Look through the material below and show every line with the word "rgba".
Records for this task: Begin
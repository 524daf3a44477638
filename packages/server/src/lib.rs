#![cfg_attr(feature = "fail-on-warnings", deny(warnings))]
#![warn(clippy::all, clippy::pedantic, clippy::nursery, clippy::cargo)]
#![allow(clippy::multiple_crate_versions, clippy::cargo_common_metadata)]

//! Actix-Web API server for the shark incident dashboard.
//!
//! Loads the incident table and state boundaries once at startup, then
//! serves the reactive core over a JSON API: dropdown configuration,
//! region synchronization, figure specifications, and the two selection
//! tables. The frontend is served as static files.

mod handlers;

use std::path::Path;
use std::sync::Arc;

use actix_cors::Cors;
use actix_files::Files;
use actix_web::{App, HttpServer, middleware, web};
use shark_map_dataset::IncidentTable;
use shark_map_geography::GeographyIndex;

/// Shared application state: the immutable dataset and boundary index.
///
/// Both are created once at startup and shared read-only across all
/// handler invocations; all mutable filter state lives client-side and
/// arrives with each request.
pub struct AppState {
    /// The incident table.
    pub table: Arc<IncidentTable>,
    /// The state boundary index.
    pub geography: Arc<GeographyIndex>,
}

/// Default path of the incident CSV export.
pub const DEFAULT_DATA_PATH: &str = "data/australian_shark_incidents.csv";

/// Default path of the state boundary `GeoJSON` file.
pub const DEFAULT_BOUNDARIES_PATH: &str = "data/australian-states.json";

/// Starts the dashboard API server.
///
/// Loads the incident dataset and boundary file (paths overridable via
/// the `DATA_PATH` and `BOUNDARIES_PATH` environment variables) and
/// starts the Actix-Web HTTP server on `BIND_ADDR`:`PORT`. This is a
/// regular async function; the caller provides the async runtime (e.g.
/// via `#[actix_web::main]`).
///
/// # Errors
///
/// Returns an `std::io::Result` error if the HTTP server fails to bind or
/// encounters a runtime error.
///
/// # Panics
///
/// Panics if the dataset or boundary file cannot be loaded. Startup
/// data-load failures are fatal, the process must not start without its
/// data.
#[allow(clippy::future_not_send)]
pub async fn run_server() -> std::io::Result<()> {
    pretty_env_logger::init_custom_env("RUST_LOG");

    let data_path =
        std::env::var("DATA_PATH").unwrap_or_else(|_| DEFAULT_DATA_PATH.to_string());
    let boundaries_path =
        std::env::var("BOUNDARIES_PATH").unwrap_or_else(|_| DEFAULT_BOUNDARIES_PATH.to_string());

    log::info!("Loading incident dataset from {data_path}...");
    let table = shark_map_dataset::load_incidents(Path::new(&data_path))
        .expect("Failed to load incident dataset");

    log::info!("Loading state boundaries from {boundaries_path}...");
    let geography = shark_map_geography::load_boundaries(Path::new(&boundaries_path))
        .expect("Failed to load state boundaries");

    let state = web::Data::new(AppState {
        table: Arc::new(table),
        geography: Arc::new(geography),
    });

    let bind_addr = std::env::var("BIND_ADDR").unwrap_or_else(|_| "127.0.0.1".to_string());
    let port: u16 = std::env::var("PORT")
        .ok()
        .and_then(|p| p.parse().ok())
        .unwrap_or(8080);

    log::info!("Starting server on {bind_addr}:{port}");

    HttpServer::new(move || {
        let cors = Cors::permissive();

        App::new()
            .wrap(cors)
            .wrap(middleware::Logger::default())
            .app_data(state.clone())
            .service(
                web::scope("/api")
                    .route("/health", web::get().to(handlers::health))
                    .route("/controls", web::get().to(handlers::controls))
                    .route("/regions", web::get().to(handlers::regions))
                    .route("/select-all", web::get().to(handlers::select_all))
                    .route("/map", web::get().to(handlers::geo_map))
                    .route(
                        "/parallel-coordinates",
                        web::get().to(handlers::parallel_coordinates),
                    )
                    .route("/distribution", web::get().to(handlers::distribution))
                    .route(
                        "/selection/summary",
                        web::post().to(handlers::selection_summary),
                    )
                    .route(
                        "/selection/details",
                        web::post().to(handlers::selection_details),
                    ),
            )
            // Serve frontend static files (production)
            .service(Files::new("/", "app/dist").index_file("index.html"))
    })
    .bind((bind_addr, port))?
    .run()
    .await
}
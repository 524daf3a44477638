//! Metric-by-species distribution plot builder.
//!
//! A box trace rendered as individual points: one point per incident,
//! species on the y axis, the active metric on the (log-scaled) x axis.
//! Each point carries its location name as custom data so selections on
//! this chart resolve through the same aggregator as map selections.

use serde_json::json;
use shark_map_dataset::IncidentTable;
use shark_map_incident_models::{AusState, IncidentRecord, Metric, MetricValue};

use crate::{AXIS_COLOR, Figure, PLOT_BACKGROUND};

/// Builds the distribution figure for a state and metric.
///
/// Points whose location is in `highlighted` are marked as selected;
/// the rest are dimmed.
#[must_use]
pub fn build_distribution(
    table: &IncidentTable,
    state: Option<AusState>,
    metric: Metric,
    highlighted: &[String],
) -> Figure {
    let records: Vec<&IncidentRecord> = state
        .map(|s| table.records_for_state(s).collect())
        .unwrap_or_default();

    let y: Vec<Option<&str>> = records.iter().map(|r| r.species.as_deref()).collect();
    let x: Vec<Option<f64>> = records
        .iter()
        .map(|r| match r.metric_value(metric) {
            Some(MetricValue::Number(n)) => Some(n),
            _ => None,
        })
        .collect();
    let customdata: Vec<&str> = records.iter().map(|r| r.location_or_unknown()).collect();

    let selectedpoints: Vec<usize> = records
        .iter()
        .enumerate()
        .filter(|(_, r)| {
            highlighted
                .iter()
                .any(|h| h == r.location_or_unknown())
        })
        .map(|(i, _)| i)
        .collect();

    let hovertext: Vec<String> = records
        .iter()
        .map(|r| {
            format!(
                "{}<br><b>{}</b><br>Incident Year: {}",
                r.location_or_unknown(),
                r.species.as_deref().unwrap_or("Unknown"),
                r.incident_year
                    .map_or_else(|| "Unknown".to_owned(), |y| y.to_string()),
            )
        })
        .collect();

    Figure {
        data: vec![json!({
            "type": "box",
            "y": y,
            "x": x,
            "name": "",
            "customdata": customdata,
            "boxpoints": "all",
            "jitter": 0,
            "pointpos": 0,
            "hoveron": "points",
            "fillcolor": "rgba(0,0,0,0)",
            "line": { "color": "rgba(0,0,0,0)" },
            "hoverinfo": "text",
            "hovertext": hovertext,
            "selectedpoints": selectedpoints,
            "selected": { "marker": { "color": "#FFFF00", "size": 13 } },
            "unselected": { "marker": { "opacity": 0.2 } },
            "marker": {
                "line": { "width": 1, "color": "#000000" },
                "color": "#21c7ef",
                "opacity": 0.7,
                "symbol": "square",
                "size": 12,
            },
        })],
        layout: json!({
            "showlegend": false,
            "hovermode": "closest",
            "dragmode": "select",
            "clickmode": "event+select",
            "xaxis": {
                "zeroline": false,
                "automargin": true,
                "showticklabels": true,
                "title": { "text": "Metric", "font": { "color": AXIS_COLOR } },
                "linecolor": AXIS_COLOR,
                "tickfont": { "color": AXIS_COLOR },
                "type": "log",
            },
            "yaxis": {
                "automargin": true,
                "showticklabels": true,
                "tickfont": { "color": AXIS_COLOR },
                "gridcolor": PLOT_BACKGROUND,
            },
            "plot_bgcolor": PLOT_BACKGROUND,
            "paper_bgcolor": PLOT_BACKGROUND,
        }),
    }
}

#[cfg(test)]
mod tests {
    use super::*;

    fn record(location: &str, species: &str, length: f64) -> IncidentRecord {
        IncidentRecord {
            state: Some(AusState::NSW),
            location: Some(location.to_string()),
            species: Some(species.to_string()),
            shark_length: Some(length),
            victim_age: None,
            incident_year: Some(2020),
            latitude: None,
            longitude: None,
        }
    }

    #[test]
    fn points_carry_location_customdata() {
        let table = IncidentTable::from_records(vec![
            record("Bondi", "White Shark", 3.5),
            record("Manly", "Bull Shark", 2.8),
        ]);
        let figure = build_distribution(&table, Some(AusState::NSW), Metric::SharkLength, &[]);
        let trace = &figure.data[0];
        assert_eq!(trace["customdata"], json!(["Bondi", "Manly"]));
        assert_eq!(trace["selectedpoints"], json!([]));
    }

    #[test]
    fn highlighted_locations_become_selected_points() {
        let table = IncidentTable::from_records(vec![
            record("Bondi", "White Shark", 3.5),
            record("Manly", "Bull Shark", 2.8),
            record("Bondi", "Tiger Shark", 2.1),
        ]);
        let figure = build_distribution(
            &table,
            Some(AusState::NSW),
            Metric::SharkLength,
            &["Bondi".to_string()],
        );
        assert_eq!(figure.data[0]["selectedpoints"], json!([0, 2]));
    }

    #[test]
    fn no_state_yields_empty_trace() {
        let table = IncidentTable::from_records(vec![record("Bondi", "White Shark", 3.5)]);
        let figure = build_distribution(&table, None, Metric::SharkLength, &[]);
        assert_eq!(figure.data[0]["x"], json!([]));
        assert_eq!(figure.layout["xaxis"]["type"], "log");
    }
}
Records for this task: End
◆ Answer to this exercise
            "fillcolor": "rgba(0,0,0,0)",
            "line": { "color": "rgba(0,0,0,0)" },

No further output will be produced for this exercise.